Wednesday, February 03, 2010

Kate Greenstreet, The Last 4 Things

I was going to drive a train across the country.

And then a ship, across the sea.

She came to see me off. It was a little caboose

that I was driving. She asked me what was wrong.

I told her


that I’d had a dream. The ship was going to sink.

She said: “Remember—when you were a boy?

And we used to do the Magic of Believing?” (“The Last 4 Things”)

Recently (and finally) out by American poet Kate Greenstreet is her second poetry collection, The Last 4 Things (Boise Idaho: Ahsahta Press, 2009), a follow-up to her first collection, case sensitive (Boise Idaho: Ahsahta Press, 2006) [see my review of such here]. From her first collection to this recent work, her poetry has read almost as a larger, single unit, much in the way of bpNichol, Robert Kroetsch or Fanny Howe. It’s as though Greenstreet is writing the “poem as long as a life,” and composing each project as an extension of everything else she has previously done, existing as a single somewhat or completely unified whole. How does her poetry manage so much in such a compact space, turning out as many directions, almost, as there are words? Working directions through her tangents, through her contradictions, sharp and shocking, Greenstreet’s is a poetry that fills and fulfills with every subsequent reading.
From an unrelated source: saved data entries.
pub mod addr;
pub mod error;
pub mod message;
pub mod payload;

pub use addr::{Addr, AddrError, ChatKind};
pub use error::{ServiceError, ServiceResult};
pub use message::{MediaInfo, MediaKind, Message};
pub use payload::ReceivedMessage;
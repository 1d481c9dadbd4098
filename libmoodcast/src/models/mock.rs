//! Mock text model for testing
//!
//! Returns a canned response or a canned error and records every prompt it
//! receives.

use async_trait::async_trait;
use std::sync::{Arc, Mutex};

use crate::error::GenerationError;
use crate::models::TextModel;

/// Mock text model
#[derive(Debug, Clone)]
pub struct MockModel {
    response: Result<String, GenerationError>,
    prompts: Arc<Mutex<Vec<String>>>,
}

impl MockModel {
    /// A model that always answers with `text`
    pub fn responding(text: &str) -> Self {
        Self {
            response: Ok(text.to_string()),
            prompts: Arc::new(Mutex::new(Vec::new())),
        }
    }

    /// A model that always fails with `error`
    pub fn failing(error: GenerationError) -> Self {
        Self {
            response: Err(error),
            prompts: Arc::new(Mutex::new(Vec::new())),
        }
    }

    /// Number of times generate_content was called
    pub fn call_count(&self) -> usize {
        self.prompts.lock().unwrap().len()
    }

    /// Every prompt received, oldest first
    pub fn prompts(&self) -> Vec<String> {
        self.prompts.lock().unwrap().clone()
    }
}

#[async_trait]
impl TextModel for MockModel {
    async fn generate_content(&self, prompt: &str) -> Result<String, GenerationError> {
        self.prompts.lock().unwrap().push(prompt.to_string());
        self.response.clone()
    }

    fn model_name(&self) -> &str {
        "mock"
    }
}
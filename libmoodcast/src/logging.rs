//! Logging setup for the Moodcast binary
//!
//! Supports text, JSON and pretty-printed output, configured through
//! `MOODCAST_LOG_FORMAT` and `MOODCAST_LOG_LEVEL`. `RUST_LOG` overrides the
//! level when set.
//!
//! # Examples
//!
//! ```no_run
//! use libmoodcast::logging::{LogFormat, LoggingConfig};
//!
//! LoggingConfig::new(LogFormat::Json, "info".to_string()).init();
//!
//! // Or read the format and level from the environment
//! libmoodcast::logging::init_default();
//! ```

use std::str::FromStr;

#[derive(Debug, Clone, Copy, PartialEq, Eq)]
pub enum LogFormat {
    /// Timestamped text lines, no colors
    Text,
    /// One JSON object per line
    Json,
    /// Pretty-printed with colors (for development)
    Pretty,
}

impl FromStr for LogFormat {
    type Err = String;

    fn from_str(s: &str) -> Result<Self, Self::Err> {
        match s.to_lowercase().as_str() {
            "text" => Ok(LogFormat::Text),
            "json" => Ok(LogFormat::Json),
            "pretty" => Ok(LogFormat::Pretty),
            _ => Err(format!(
                "Invalid log format: '{}'. Valid options: text, json, pretty",
                s
            )),
        }
    }
}

impl std::fmt::Display for LogFormat {
    fn fmt(&self, f: &mut std::fmt::Formatter<'_>) -> std::fmt::Result {
        match self {
            LogFormat::Text => write!(f, "text"),
            LogFormat::Json => write!(f, "json"),
            LogFormat::Pretty => write!(f, "pretty"),
        }
    }
}

pub struct LoggingConfig {
    pub format: LogFormat,
    pub level: String,
}

impl LoggingConfig {
    pub fn new(format: LogFormat, level: String) -> Self {
        Self { format, level }
    }

    /// Install the global subscriber
    ///
    /// # Panics
    ///
    /// Panics if a global subscriber has already been installed
    pub fn init(&self) {
        use tracing_subscriber::EnvFilter;

        let filter =
            EnvFilter::try_from_default_env().unwrap_or_else(|_| EnvFilter::new(&self.level));

        match self.format {
            LogFormat::Json => {
                tracing_subscriber::fmt()
                    .json()
                    .with_env_filter(filter)
                    .with_writer(std::io::stderr)
                    .flatten_event(true)
                    .with_target(true)
                    .init();
            }
            LogFormat::Pretty => {
                tracing_subscriber::fmt()
                    .pretty()
                    .with_env_filter(filter)
                    .with_writer(std::io::stderr)
                    .with_target(true)
                    .with_line_number(true)
                    .with_file(true)
                    .init();
            }
            LogFormat::Text => {
                // "<timestamp> <LEVEL> <message>" lines for cron mail and log files
                tracing_subscriber::fmt()
                    .with_env_filter(filter)
                    .with_writer(std::io::stderr)
                    .with_ansi(false)
                    .with_target(false)
                    .with_level(true)
                    .init();
            }
        }
    }
}

/// Initialize logging from `MOODCAST_LOG_FORMAT` and `MOODCAST_LOG_LEVEL`
///
/// Falls back to text format at info level.
pub fn init_default() {
    let format = std::env::var("MOODCAST_LOG_FORMAT")
        .ok()
        .and_then(|s| s.parse().ok())
        .unwrap_or(LogFormat::Text);

    let level = std::env::var("MOODCAST_LOG_LEVEL").unwrap_or_else(|_| "info".to_string());

    LoggingConfig::new(format, level).init();
}
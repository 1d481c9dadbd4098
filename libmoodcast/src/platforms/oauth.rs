//! OAuth 1.0a request signing (HMAC-SHA1)
//!
//! Twitter's v2 `POST /2/tweets` needs user-context auth. JSON bodies are not
//! part of the signature base string, so only the OAuth parameters and any
//! query parameters are signed.

use base64::{engine::general_purpose::STANDARD, Engine as _};
use hmac::{Hmac, Mac};
use percent_encoding::{utf8_percent_encode, AsciiSet, NON_ALPHANUMERIC};
use rand::distributions::Alphanumeric;
use rand::Rng;
use secrecy::{ExposeSecret, SecretString};
use sha1::Sha1;

use crate::error::PlatformError;

type HmacSha1 = Hmac<Sha1>;

/// RFC 3986 unreserved characters stay as-is; everything else is encoded
const OAUTH_SET: &AsciiSet = &NON_ALPHANUMERIC
    .remove(b'-')
    .remove(b'.')
    .remove(b'_')
    .remove(b'~');

pub fn percent_encode(input: &str) -> String {
    utf8_percent_encode(input, OAUTH_SET).to_string()
}

/// Consumer and access credentials for user-context requests
#[derive(Debug, Clone)]
pub struct OAuthCredentials {
    pub consumer_key: SecretString,
    pub consumer_secret: SecretString,
    pub access_token: SecretString,
    pub access_secret: SecretString,
}

/// Per-request values that make each signature unique
#[derive(Debug, Clone, PartialEq, Eq)]
pub struct Nonce {
    pub nonce: String,
    pub timestamp: i64,
}

impl Nonce {
    pub fn generate() -> Self {
        let nonce: String = rand::thread_rng()
            .sample_iter(&Alphanumeric)
            .take(32)
            .map(char::from)
            .collect();

        Self {
            nonce,
            timestamp: chrono::Utc::now().timestamp(),
        }
    }
}

impl OAuthCredentials {
    /// Build the `Authorization` header value for a request
    ///
    /// `params` holds query or form parameters that must be covered by the
    /// signature.
    pub fn authorization_header(
        &self,
        method: &str,
        url: &str,
        params: &[(&str, &str)],
        nonce: &Nonce,
    ) -> Result<String, PlatformError> {
        let timestamp = nonce.timestamp.to_string();
        let oauth_params: [(&str, &str); 6] = [
            ("oauth_consumer_key", self.consumer_key.expose_secret()),
            ("oauth_nonce", nonce.nonce.as_str()),
            ("oauth_signature_method", "HMAC-SHA1"),
            ("oauth_timestamp", timestamp.as_str()),
            ("oauth_token", self.access_token.expose_secret()),
            ("oauth_version", "1.0"),
        ];

        let mut signed: Vec<(&str, &str)> = oauth_params.to_vec();
        signed.extend_from_slice(params);
        let signature = self.sign(method, url, &signed)?;

        let header = oauth_params
            .iter()
            .copied()
            .chain(std::iter::once(("oauth_signature", signature.as_str())))
            .map(|(k, v)| format!("{}=\"{}\"", percent_encode(k), percent_encode(v)))
            .collect::<Vec<_>>()
            .join(", ");

        Ok(format!("OAuth {}", header))
    }

    fn sign(&self, method: &str, url: &str, params: &[(&str, &str)]) -> Result<String, PlatformError> {
        let base = signature_base_string(method, url, params);
        let key = format!(
            "{}&{}",
            percent_encode(self.consumer_secret.expose_secret()),
            percent_encode(self.access_secret.expose_secret())
        );

        let mut mac = HmacSha1::new_from_slice(key.as_bytes())
            .map_err(|e| PlatformError::Authentication(format!("Invalid HMAC key: {}", e)))?;
        mac.update(base.as_bytes());

        Ok(STANDARD.encode(mac.finalize().into_bytes()))
    }
}

/// `METHOD&url&params`, each part percent-encoded, params sorted after encoding
pub fn signature_base_string(method: &str, url: &str, params: &[(&str, &str)]) -> String {
    let mut encoded: Vec<(String, String)> = params
        .iter()
        .map(|(k, v)| (percent_encode(k), percent_encode(v)))
        .collect();
    encoded.sort();

    let param_string = encoded
        .iter()
        .map(|(k, v)| format!("{}={}", k, v))
        .collect::<Vec<_>>()
        .join("&");

    format!(
        "{}&{}&{}",
        method.to_uppercase(),
        percent_encode(url),
        percent_encode(&param_string)
    )
}
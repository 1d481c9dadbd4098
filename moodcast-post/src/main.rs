//! moodcast-post - generate one post about AI and publish it
//!
//! Takes no arguments. Meant to be invoked by cron or a similar scheduler,
//! once per desired post.

use libmoodcast::{logging, Bot, Config, Result};

#[tokio::main(flavor = "current_thread")]
async fn main() {
    // A missing .env file is fine; the real environment may carry everything
    let _ = dotenvy::dotenv();

    logging::init_default();

    // Only startup failures change the exit code
    if let Err(e) = run().await {
        eprintln!("Error: {}", e);
        std::process::exit(e.exit_code());
    }
}

async fn run() -> Result<()> {
    let config = Config::from_env()?;
    let bot = Bot::from_config(&config).await?;

    bot.run().await;
    Ok(())
}
//! Google Gemini `generateContent` client

use async_trait::async_trait;
use reqwest::Client;
use secrecy::{ExposeSecret, SecretString};
use serde::{Deserialize, Serialize};
use std::time::Duration;
use tracing::{debug, instrument};

use crate::config::GeminiConfig;
use crate::error::GenerationError;
use crate::models::TextModel;

#[derive(Debug, Serialize)]
struct GenerateContentRequest<'a> {
    contents: Vec<Content<'a>>,
}

#[derive(Debug, Serialize)]
struct Content<'a> {
    parts: Vec<RequestPart<'a>>,
}

#[derive(Debug, Serialize)]
struct RequestPart<'a> {
    text: &'a str,
}

#[derive(Debug, Deserialize)]
struct GenerateContentResponse {
    #[serde(default)]
    candidates: Vec<Candidate>,
}

#[derive(Debug, Deserialize)]
struct Candidate {
    content: Option<CandidateContent>,
}

#[derive(Debug, Deserialize)]
struct CandidateContent {
    #[serde(default)]
    parts: Vec<ResponsePart>,
}

#[derive(Debug, Deserialize)]
struct ResponsePart {
    text: Option<String>,
}

impl GenerateContentResponse {
    /// Concatenated text parts of the first candidate
    fn text(&self) -> Option<String> {
        let content = self.candidates.first()?.content.as_ref()?;
        let text: String = content
            .parts
            .iter()
            .filter_map(|part| part.text.as_deref())
            .collect();

        if text.trim().is_empty() {
            None
        } else {
            Some(text)
        }
    }
}

/// Gemini API client
#[derive(Debug, Clone)]
pub struct GeminiClient {
    client: Client,
    api_key: SecretString,
    model: String,
    base_url: String,
}

impl GeminiClient {
    pub fn with_base_url(
        api_key: SecretString,
        model: impl Into<String>,
        base_url: impl Into<String>,
        client: Client,
    ) -> Self {
        Self {
            client,
            api_key,
            model: model.into(),
            base_url: base_url.into().trim_end_matches('/').to_string(),
        }
    }

    /// Build a client from configuration
    pub fn from_config(config: &GeminiConfig, timeout: Duration) -> Result<Self, GenerationError> {
        let client = Client::builder()
            .timeout(timeout)
            .build()
            .map_err(|e| GenerationError::Http(format!("Failed to build HTTP client: {}", e)))?;

        Ok(Self::with_base_url(
            config.api_key.clone(),
            config.model.clone(),
            config.base_url.clone(),
            client,
        ))
    }

    fn endpoint(&self) -> String {
        format!(
            "{}/v1beta/models/{}:generateContent",
            self.base_url, self.model
        )
    }
}

#[async_trait]
impl TextModel for GeminiClient {
    #[instrument(skip(self, prompt), fields(model = %self.model))]
    async fn generate_content(&self, prompt: &str) -> Result<String, GenerationError> {
        debug!("Sending generateContent request");

        let body = GenerateContentRequest {
            contents: vec![Content {
                parts: vec![RequestPart { text: prompt }],
            }],
        };

        let response = self
            .client
            .post(self.endpoint())
            .header("x-goog-api-key", self.api_key.expose_secret())
            .json(&body)
            .send()
            .await
            .map_err(|e| GenerationError::Http(e.to_string()))?;

        let status = response.status();
        if !status.is_success() {
            let message = response.text().await.unwrap_or_default();
            return Err(GenerationError::Api {
                status: status.as_u16(),
                message,
            });
        }

        let parsed: GenerateContentResponse = response
            .json()
            .await
            .map_err(|e| GenerationError::Parse(e.to_string()))?;

        parsed.text().ok_or(GenerationError::EmptyResponse)
    }

    fn model_name(&self) -> &str {
        &self.model
    }
}
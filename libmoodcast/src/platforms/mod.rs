//! Posting platforms
//!
//! The publisher posts through the [`Platform`] trait. The production
//! implementation is [`twitter::TwitterClient`]; [`mock::MockPlatform`] stands
//! in for it in tests.

use async_trait::async_trait;

use crate::error::Result;

pub mod oauth;
pub mod twitter;

// Mock platform is available for all builds (not just tests) to support integration tests
pub mod mock;

/// A social platform that can publish a text post
#[async_trait]
pub trait Platform: Send + Sync {
    /// Publish `content` and return the platform-assigned post id
    ///
    /// Length and content rules are left to the platform itself.
    ///
    /// # Errors
    ///
    /// - `PlatformError::Authentication` when credentials are rejected
    /// - `PlatformError::Validation` when the platform rejects the content
    /// - `PlatformError::RateLimit` when the rate limit cannot be waited out
    /// - `PlatformError::Network` on transport failures
    /// - `PlatformError::Posting` for any other failure
    async fn post(&self, content: &str) -> Result<String>;

    /// Lowercase platform identifier (e.g. "twitter")
    fn name(&self) -> &str;
}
Does it become greedy to wish that she was producing more?

What I wanted, it wasn’t for remembering. A broken liquid, like blood. The “next” with the description of how big it really is. Dear friend, don’t be from the past.


Once we went under a tree, to get out of the rain—a thick tree, we waited there for a while. That day, I don’t think anybody cried.


Later, walking down the road. I still have the knife in my hand, but now it isn’t made of gold. Punctuation’s a resemblance question: latent, suppressed, subliminal, sleeping. Sometimes there’s a word that can’t be used. Dormant, inherent, instinctive, involuntary. Listen, keep in touch, I know you won’t. the most vulnerable moment is the moment of the change. Four frames. Hold the strip to the light, “the higher plane.” Released the shutter, what I wanted from a picture.

My wish is—I see now. That mesh.

Must be as strong as bullets. (“The Last 4 Things”)

With the long poem “The Last 4 Things” taking up the bulk of the collection, the second section, “56 Days,” reads like an abstract journal, almost like the “utanikki,” or poetic diary, done by such as Nichol and Fred Wah, such as her piece “11 December,” that writes:

The bedlam of fatigue.


Sheep? in the middle of the city? This is the dream I have

sometimes.


When they explain what they’ve learned about sleep, they never

tell the part I need to know.


“One snowy night.” When I hold the baby.


When I hold the baby I feel so good. I never felt so good.